Your task is to transcribe the material that follows, line by line and exactly.

## DATA LISTING:
================================

//! Shared output formatting for studytrack CLI commands.

use serde::Serialize;

use crate::error::{Error, Result};

pub const SCHEMA_VERSION: &str = "studytrack.v1";

#[derive(Debug, Clone, Copy)]
pub struct OutputOptions {
    pub json: bool,
    pub quiet: bool,
}

#[derive(Debug, Clone)]
pub struct HumanOutput {
    header: String,
    summary: Vec<(String, String)>,
    details: Vec<String>,
    warnings: Vec<String>,
}

impl HumanOutput {
    pub fn new(header: impl Into<String>) -> Self {
        Self {
            header: header.into(),
            summary: Vec::new(),
            details: Vec::new(),
            warnings: Vec::new(),
        }
    }

    pub fn push_summary(&mut self, key: impl Into<String>, value: impl Into<String>) {
        self.summary.push((key.into(), value.into()));
    }

    pub fn push_detail(&mut self, value: impl Into<String>) {
        self.details.push(value.into());
    }

    pub fn push_warning(&mut self, value: impl Into<String>) {
        self.warnings.push(value.into());
    }
}

pub fn emit_success<T: Serialize>(
    options: OutputOptions,
    command: &str,
    data: &T,
    human: Option<&HumanOutput>,
) -> Result<()> {
    if options.json {
        #[derive(Serialize)]
        struct Envelope<'a, T: Serialize> {
            schema_version: &'static str,
            command: &'a str,
            status: &'static str,
            data: &'a T,
            #[serde(skip_serializing_if = "Vec::is_empty")]
            warnings: Vec<String>,
        }

        let payload = Envelope {
            schema_version: SCHEMA_VERSION,
            command,
            status: "success",
            data,
            warnings: human.map(|h| h.warnings.clone()).unwrap_or_default(),
        };

        println!("{}", serde_json::to_string_pretty(&payload)?);
        return Ok(());
    }

    if options.quiet {
        return Ok(());
    }

    if let Some(human) = human {
        println!("{}", format_human(human));
    }

    Ok(())
}

pub fn emit_error(command: &str, err: &Error, json: bool) -> Result<()> {
    let hint = error_hint(err);
    if json {
        #[derive(Serialize)]
        struct ErrorBody<'a> {
            message: &'a str,
            code: i32,
            kind: &'static str,
            #[serde(skip_serializing_if = "Option::is_none")]
            details: Option<serde_json::Value>,
            #[serde(skip_serializing_if = "Option::is_none")]
            hint: Option<&'a str>,
        }

        #[derive(Serialize)]
        struct Envelope<'a> {
            schema_version: &'static str,
            command: &'a str,
            status: &'static str,
            error: ErrorBody<'a>,
        }

        let payload = Envelope {
            schema_version: SCHEMA_VERSION,
            command,
            status: "error",
            error: ErrorBody {
                message: &err.to_string(),
                code: err.exit_code(),
                kind: error_kind(err),
                details: err.details(),
                hint,
            },
        };

        println!("{}", serde_json::to_string_pretty(&payload)?);
        return Ok(());
    }

    eprintln!("error: {err}");
    if let Some(hint) = hint {
        eprintln!("hint: {hint}");
    }
    Ok(())
}

pub fn format_human(output: &HumanOutput) -> String {
    let mut lines = vec![output.header.clone()];

    if !output.summary.is_empty() {
        lines.push(String::new());
        for (key, value) in &output.summary {
            if value.is_empty() {
                lines.push(format!("  {key}"));
            } else {
                lines.push(format!("  {key}: {value}"));
            }
        }
    }
    push_section(&mut lines, None, &output.details);
    push_section(&mut lines, Some("Warnings"), &output.warnings);

    lines.join("\n")
}

/// First positional argument, used to label errors before clap has run.
pub fn infer_command_name_from_args() -> String {
    std::env::args()
        .skip(1)
        .find(|arg| !arg.starts_with('-'))
        .unwrap_or_else(|| "studytrack".to_string())
}

fn error_kind(err: &Error) -> &'static str {
    match err.exit_code() {
        2 => "user_error",
        _ => "operation_failed",
    }
}

fn error_hint(err: &Error) -> Option<&'static str> {
    match err {
        Error::TaskNotFound(_) => Some("studytrack list"),
        Error::InvalidConfig(_) => Some("fix studytrack.toml then retry"),
        Error::LockFailed(_) => Some("another studytrack process is writing; retry"),
        _ => None,
    }
}

fn push_section(lines: &mut Vec<String>, title: Option<&str>, items: &[String]) {
    if items.is_empty() {
        return;
    }

    lines.push(String::new());
    if let Some(title) = title {
        lines.push(format!("{title}:"));
    }
    for item in items {
        lines.push(format!("  {item}"));
    }
}

#[cfg(test)]
mod tests {
    use super::*;

    #[test]
    fn human_output_lists_summary_details_and_warnings() {
        let mut human = HumanOutput::new("Task created");
        human.push_summary("ID", "01jxyz");
        human.push_summary("Done", "");
        human.push_detail("Vocabulary · High");
        human.push_warning("due date is in the past");

        let text = format_human(&human);
        assert!(text.starts_with("Task created\n"));
        assert!(text.contains("  ID: 01jxyz"));
        assert!(text.contains("\n  Done\n"));
        assert!(text.contains("  Vocabulary · High"));
        assert!(text.contains("Warnings:\n  due date is in the past"));
    }

    #[test]
    fn error_kind_follows_exit_code() {
        assert_eq!(error_kind(&Error::TaskNotFound("x".to_string())), "user_error");
        assert_eq!(
            error_kind(&Error::OperationFailed("boom".to_string())),
            "operation_failed"
        );
    }
}
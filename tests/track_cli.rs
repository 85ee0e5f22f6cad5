mod support;

use support::TestHome;

fn slow_tick_config(home: &TestHome) -> String {
    let path = home
        .write_file("studytrack.toml", "[timer]\ntick_ms = 600000\n")
        .expect("write config");
    path.display().to_string()
}

#[test]
fn track_logs_manual_minutes_and_stops() {
    let home = TestHome::new();
    let id = home.add("Listening drill", "listening", "high");
    let config = slow_tick_config(&home);

    let output = home
        .cmd()
        .args(["--config", &config, "track", &id, "--json"])
        .write_stdin("p\n+10\ns\n")
        .assert()
        .success()
        .get_output()
        .stdout
        .clone();
    let data: serde_json::Value = serde_json::from_slice(&output).expect("track json");
    assert_eq!(data["data"]["id"], id.as_str());
    assert_eq!(data["data"]["addedMinutes"], 10);
    assert_eq!(data["data"]["studyTime"], 10);

    let task = home.json(&["show", &id]);
    assert_eq!(task["studyTime"], 10);
}

#[test]
fn track_without_id_binds_first_task() {
    let home = TestHome::new();
    let oldest = home.add("Low", "reading", "low");
    home.add("High", "reading", "high");
    let config = slow_tick_config(&home);

    let output = home
        .cmd()
        .args(["--config", &config, "track", "--json"])
        .write_stdin("")
        .assert()
        .success()
        .get_output()
        .stdout
        .clone();
    let data: serde_json::Value = serde_json::from_slice(&output).expect("track json");
    assert_eq!(data["data"]["id"], oldest.as_str());
    assert_eq!(data["data"]["title"], "Low");
    assert_eq!(data["data"]["addedMinutes"], 0);
}

#[test]
fn track_with_no_tasks_is_a_user_error() {
    let home = TestHome::new();
    home.cmd().arg("track").write_stdin("").assert().code(2);
}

================================

## ANSWER BOX:
//! Shared output formatting for studytrack CLI commands.

use serde::Serialize;

use crate::error::{Error, Result};

pub const SCHEMA_VERSION: &str = "studytrack.v1";

#[derive(Debug, Clone, Copy)]
pub struct OutputOptions {
    pub json: bool,
    pub quiet: bool,
}

#[derive(Debug, Clone)]
pub struct HumanOutput {
    header: String,
    summary: Vec<(String, String)>,
    details: Vec<String>,
    warnings: Vec<String>,
}

impl HumanOutput {
    pub fn new(header: impl Into<String>) -> Self {
        Self {
            header: header.into(),
            summary: Vec::new(),
            details: Vec::new(),
            warnings: Vec::new(),
        }
    }

    pub fn push_summary(&mut self, key: impl Into<String>, value: impl Into<String>) {
        self.summary.push((key.into(), value.into()));
    }

    pub fn push_detail(&mut self, value: impl Into<String>) {
        self.details.push(value.into());
    }

    pub fn push_warning(&mut self, value: impl Into<String>) {
        self.warnings.push(value.into());
    }
}

pub fn emit_success<T: Serialize>(
    options: OutputOptions,
    command: &str,
    data: &T,
    human: Option<&HumanOutput>,
) -> Result<()> {
    if options.json {
        #[derive(Serialize)]
        struct Envelope<'a, T: Serialize> {
            schema_version: &'static str,
            command: &'a str,
            status: &'static str,
            data: &'a T,
            #[serde(skip_serializing_if = "Vec::is_empty")]
            warnings: Vec<String>,
        }

        let payload = Envelope {
            schema_version: SCHEMA_VERSION,
            command,
            status: "success",
            data,
            warnings: human.map(|h| h.warnings.clone()).unwrap_or_default(),
        };

        println!("{}", serde_json::to_string_pretty(&payload)?);
        return Ok(());
    }

    if options.quiet {
        return Ok(());
    }

    if let Some(human) = human {
        println!("{}", format_human(human));
    }

    Ok(())
}

pub fn emit_error(command: &str, err: &Error, json: bool) -> Result<()> {
    let hint = error_hint(err);
    if json {
        #[derive(Serialize)]
        struct ErrorBody<'a> {
            message: &'a str,
            code: i32,
            kind: &'static str,
            #[serde(skip_serializing_if = "Option::is_none")]
            details: Option<serde_json::Value>,
            #[serde(skip_serializing_if = "Option::is_none")]
            hint: Option<&'a str>,
        }

        #[derive(Serialize)]
        struct Envelope<'a> {
            schema_version: &'static str,
            command: &'a str,
            status: &'static str,
            error: ErrorBody<'a>,
        }

        let payload = Envelope {
            schema_version: SCHEMA_VERSION,
            command,
            status: "error",
            error: ErrorBody {
                message: &err.to_string(),
                code: err.exit_code(),
                kind: error_kind(err),
                details: err.details(),
                hint,
            },
        };

        println!("{}", serde_json::to_string_pretty(&payload)?);
        return Ok(());
    }

    eprintln!("error: {err}");
    if let Some(hint) = hint {
        eprintln!("hint: {hint}");
    }
    Ok(())
}

pub fn format_human(output: &HumanOutput) -> String {
    let mut lines = vec![output.header.clone()];

    if !output.summary.is_empty() {
        lines.push(String::new());
        for (key, value) in &output.summary {
            if value.is_empty() {
                lines.push(format!("  {key}"));
            } else {
                lines.push(format!("  {key}: {value}"));
            }
        }
    }
    push_section(&mut lines, None, &output.details);
    push_section(&mut lines, Some("Warnings"), &output.warnings);

    lines.join("\n")
}

/// First positional argument, used to label errors before clap has run.
pub fn infer_command_name_from_args() -> String {
    std::env::args()
        .skip(1)
        .find(|arg| !arg.starts_with('-'))
        .unwrap_or_else(|| "studytrack".to_string())
}

fn error_kind(err: &Error) -> &'static str {
    match err.exit_code() {
        2 => "user_error",
        _ => "operation_failed",
    }
}

fn error_hint(err: &Error) -> Option<&'static str> {
    match err {
        Error::TaskNotFound(_) => Some("studytrack list"),
        Error::InvalidConfig(_) => Some("fix studytrack.toml then retry"),
        Error::LockFailed(_) => Some("another studytrack process is writing; retry"),
        _ => None,
    }
}

fn push_section(lines: &mut Vec<String>, title: Option<&str>, items: &[String]) {
    if items.is_empty() {
        return;
    }

    lines.push(String::new());
    if let Some(title) = title {
        lines.push(format!("{title}:"));
    }
    for item in items {
        lines.push(format!("  {item}"));
    }
}

#[cfg(test)]
mod tests {
    use super::*;

    #[test]
    fn human_output_lists_summary_details_and_warnings() {
        let mut human = HumanOutput::new("Task created");
        human.push_summary("ID", "01jxyz");
        human.push_summary("Done", "");
        human.push_detail("Vocabulary · High");
        human.push_warning("due date is in the past");

        let text = format_human(&human);
        assert!(text.starts_with("Task created\n"));
        assert!(text.contains("  ID: 01jxyz"));
        assert!(text.contains("\n  Done\n"));
        assert!(text.contains("  Vocabulary · High"));
        assert!(text.contains("Warnings:\n  due date is in the past"));
    }

    #[test]
    fn error_kind_follows_exit_code() {
        assert_eq!(error_kind(&Error::TaskNotFound("x".to_string())), "user_error");
        assert_eq!(
            error_kind(&Error::OperationFailed("boom".to_string())),
            "operation_failed"
        );
    }
}
filename tests/track_cli.rs
repository 85ee0e5f22f6cad5
mod support;

use support::TestHome;

fn slow_tick_config(home: &TestHome) -> String {
    let path = home
        .write_file("studytrack.toml", "[timer]\ntick_ms = 600000\n")
        .expect("write config");
    path.display().to_string()
}

#[test]
fn track_logs_manual_minutes_and_stops() {
    let home = TestHome::new();
    let id = home.add("Listening drill", "listening", "high");
    let config = slow_tick_config(&home);

    let output = home
        .cmd()
        .args(["--config", &config, "track", &id, "--json"])
        .write_stdin("p\n+10\ns\n")
        .assert()
        .success()
        .get_output()
        .stdout
        .clone();
    let data: serde_json::Value = serde_json::from_slice(&output).expect("track json");
    assert_eq!(data["data"]["id"], id.as_str());
    assert_eq!(data["data"]["addedMinutes"], 10);
    assert_eq!(data["data"]["studyTime"], 10);

    let task = home.json(&["show", &id]);
    assert_eq!(task["studyTime"], 10);
}

#[test]
fn track_without_id_binds_first_task() {
    let home = TestHome::new();
    let oldest = home.add("Low", "reading", "low");
    home.add("High", "reading", "high");
    let config = slow_tick_config(&home);

    let output = home
        .cmd()
        .args(["--config", &config, "track", "--json"])
        .write_stdin("")
        .assert()
        .success()
        .get_output()
        .stdout
        .clone();
    let data: serde_json::Value = serde_json::from_slice(&output).expect("track json");
    assert_eq!(data["data"]["id"], oldest.as_str());
    assert_eq!(data["data"]["title"], "Low");
    assert_eq!(data["data"]["addedMinutes"], 0);
}

#[test]
fn track_with_no_tasks_is_a_user_error() {
    let home = TestHome::new();
    home.cmd().arg("track").write_stdin("").assert().code(2);
}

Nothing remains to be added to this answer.